TASK DETAILS
Write out, as an exact transcription, the line that has "pub mod layout;" and each line after it through the end of the data below.

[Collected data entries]
[Start of Attachment]

// src/lib.rs

//! debsync: partial, bandwidth-limited mirroring of Debian-style repositories
//!
//! A run mirrors a configurable subset of one or more remote repositories
//! (distributions, components, architectures) and keeps the local tree free of
//! files that are no longer part of that subset.
//!
//! # Architecture
//!
//! - Manifests first: what must exist locally is derived from configuration
//!   (indexes) and from the fetched indexes (packages), never from the remote
//!   directory listing
//! - Transfers fetch exactly a manifest, through rsync or HTTP, under one
//!   aggregate bandwidth ceiling
//! - Metadata is staged, then published as a hard-linked snapshot
//! - Pruning removes `local - manifest` and nothing else

pub mod cancel;
pub mod compression;
pub mod config;
mod error;
pub mod layout;
pub mod lock;
pub mod manifest;
pub mod publish;
pub mod reconcile;
pub mod sync;
pub mod transfer;

pub use cancel::CancelToken;
pub use config::{MirrorSettings, MirrorSource, MirrorSourceSet, SourceGroup};
pub use error::{Error, Result};
pub use manifest::{IndexManifestBuilder, PackageManifest, PackageManifestBuilder, PathManifest};
pub use publish::{PublishReport, SnapshotPublisher};
pub use reconcile::{PruneReport, Reconciler};
pub use sync::{Mirror, RunSummary, SourceOutcome, SourceReport};
pub use transfer::{Transfer, TransferOutcome, TransferPlanner, TransferRequest};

[End of Attachment]

PROBLEM SOLUTION
pub mod layout;
pub mod lock;
pub mod manifest;
pub mod publish;
pub mod reconcile;
pub mod sync;
pub mod transfer;

pub use cancel::CancelToken;
pub use config::{MirrorSettings, MirrorSource, MirrorSourceSet, SourceGroup};
pub use error::{Error, Result};
pub use manifest::{IndexManifestBuilder, PackageManifest, PackageManifestBuilder, PathManifest};
pub use publish::{PublishReport, SnapshotPublisher};
pub use reconcile::{PruneReport, Reconciler};
pub use sync::{Mirror, RunSummary, SourceOutcome, SourceReport};
pub use transfer::{Transfer, TransferOutcome, TransferPlanner, TransferRequest};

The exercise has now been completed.